83 Fed. Reg. at 55, 952; 8 C.F.R. § 208.13(c)(3). This limitation on eligibility depends on the promulgation of an applicable presidential proclamation.

         In addition, and consistent with Defendants' “anticipat[ion] that a large number of aliens who would be subject to a proclamation-based ineligibility bar would be subject to expedited-removal proceedings, ” 83 Fed. Reg. at 55, 936, the Rule also amended the regulation governing credible fear determinations in expedited removal proceedings, 8 C.F.R. § 208.30. Under the pre-existing regulation, an asylum officer is required to “conduct [an] interview [of the applicant] in a nonadversarial manner . . . to elicit all relevant and useful information bearing on whether the applicant has a credible fear of persecution or torture” and must find that the alien has a credible fear of persecution “if there is a significant possibility . . . the alien can establish eligibility for asylum . . . or for withholding of removal.” Id. § 208.30(d), (e)(2). As amended by the Rule, however, the regulation now directs an asylum officer to make a “negative credible fear determination” if the alien is “described in [8 C.F.R.] § 208.13(c)(3).” Id. § 208.30(e)(5)(ii). As a result, an alien subject to the new Rule automatically receives a negative credible fear determination. Under those circumstances, the applicant is ineligible for asylum-although she can still attempt to satisfy the more demanding threshold standard for withholding of removal. Id.
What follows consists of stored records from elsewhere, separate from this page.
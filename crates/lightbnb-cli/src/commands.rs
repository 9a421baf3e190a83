//! Command execution against the store.

use std::io::{self, Write};
use std::path::PathBuf;

use lightbnb_db::{create_pool, run_migrations, MigrationError, PoolError};
use lightbnb_query::{QueryError, Store};
use lightbnb_types::{NewProperty, NewUser};
use serde::Serialize;
use thiserror::Error;

use crate::cli::Command;
use crate::config::{ConfigError, DatabaseConfig};

/// Errors surfaced by the binary.
#[derive(Debug, Error)]
pub enum CliError {
    #[error(transparent)]
    Config(#[from] ConfigError),

    #[error(transparent)]
    Pool(#[from] PoolError),

    #[error(transparent)]
    Migration(#[from] MigrationError),

    #[error(transparent)]
    Query(#[from] QueryError),

    #[error("failed to read {}: {source}", path.display())]
    ReadInput { path: PathBuf, source: io::Error },

    #[error("json error: {0}")]
    Json(#[from] serde_json::Error),

    #[error("failed to write output: {0}")]
    Output(io::Error),
}

/// Opens the configured store and applies pending migrations.
///
/// Returns the store together with the number of migrations applied.
pub fn open_store(database: &DatabaseConfig) -> Result<(Store, usize), CliError> {
    let pool = create_pool(&database.path, database.runtime_settings())?;
    let applied = {
        let conn = pool.get().map_err(QueryError::from)?;
        run_migrations(&conn)?
    };
    Ok((Store::new(pool), applied))
}

/// Runs `command` and writes its result to `out` as pretty JSON.
pub async fn execute<W: Write>(
    command: Command,
    store: &Store,
    applied: usize,
    out: &mut W,
) -> Result<(), CliError> {
    match command {
        Command::Migrate => write_json(out, &serde_json::json!({ "applied": applied })),
        Command::User(args) => {
            let user = match (args.email, args.id) {
                (Some(email), _) => store.get_user_with_email(&email).await?,
                (None, Some(id)) => store.get_user_with_id(id).await?,
                (None, None) => None,
            };
            if user.is_none() {
                tracing::info!("no matching user");
            }
            write_json(out, &user)
        }
        Command::AddUser(args) => {
            let user = store
                .add_user(NewUser::new(args.name, args.email, args.password))
                .await?;
            write_json(out, &user)
        }
        Command::Reservations(args) => {
            let reservations = store.get_all_reservations(args.guest_id, args.limit).await?;
            write_json(out, &reservations)
        }
        Command::Properties(args) => {
            let properties = store.get_all_properties(args.filter(), args.limit).await?;
            write_json(out, &properties)
        }
        Command::AddProperty(args) => {
            let contents =
                std::fs::read_to_string(&args.file).map_err(|source| CliError::ReadInput {
                    path: args.file.clone(),
                    source,
                })?;
            let listing: NewProperty = serde_json::from_str(&contents)?;
            let property = store.add_property(listing).await?;
            write_json(out, &property)
        }
    }
}

fn write_json<W: Write, T: Serialize + ?Sized>(out: &mut W, value: &T) -> Result<(), CliError> {
    serde_json::to_writer_pretty(&mut *out, value)?;
    writeln!(out).map_err(CliError::Output)
}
         As the second step in adopting the regulatory change, the President issued a proclamation entitled “Addressing Mass. Migration Through the Southern Border of the United States, ” 83 Fed. Reg. 57, 661, on the same day the Rule was promulgated.[5] Although entry into the United States outside of a designated port of entry is already unlawful, 8 U.S.C. § 1325(a), the Proclamation declares that “[t]he entry of any alien into the United States across the international boundary between the United States and Mexico is hereby suspended and limited” for a period of ninety days or until “an agreement permits the United States to remove aliens to Mexico” pursuant to 8 U.S.C. § 1158(a)(2)(A). 83 Fed. Reg. at 57, 663, Proclamation § 1. The Proclamation applies only prospectively, does not apply to aliens who enter at a designated port of entry or who are lawful permanent residents of the United States, and does not limit the right of any alien to be “considered for withholding of removal.” Id. § 2(b)-(c). The President issued subsequent proclamations extending this suspension on entry for additional ninety-day periods on February 7, 2019, see 84 Fed. Reg. 3, 665, and on May 13, 2019, see 84 Fed. Reg. 21, 229. Even if the President declines to renew the Proclamation at some point in the future, however, the bar will remain in place for those who entered the United States during the designated period. 83 Fed. Reg. at 55, 941 (stating that aliens will not overcome ineligibility “merely because a proclamation has subsequently ceased to have effect”).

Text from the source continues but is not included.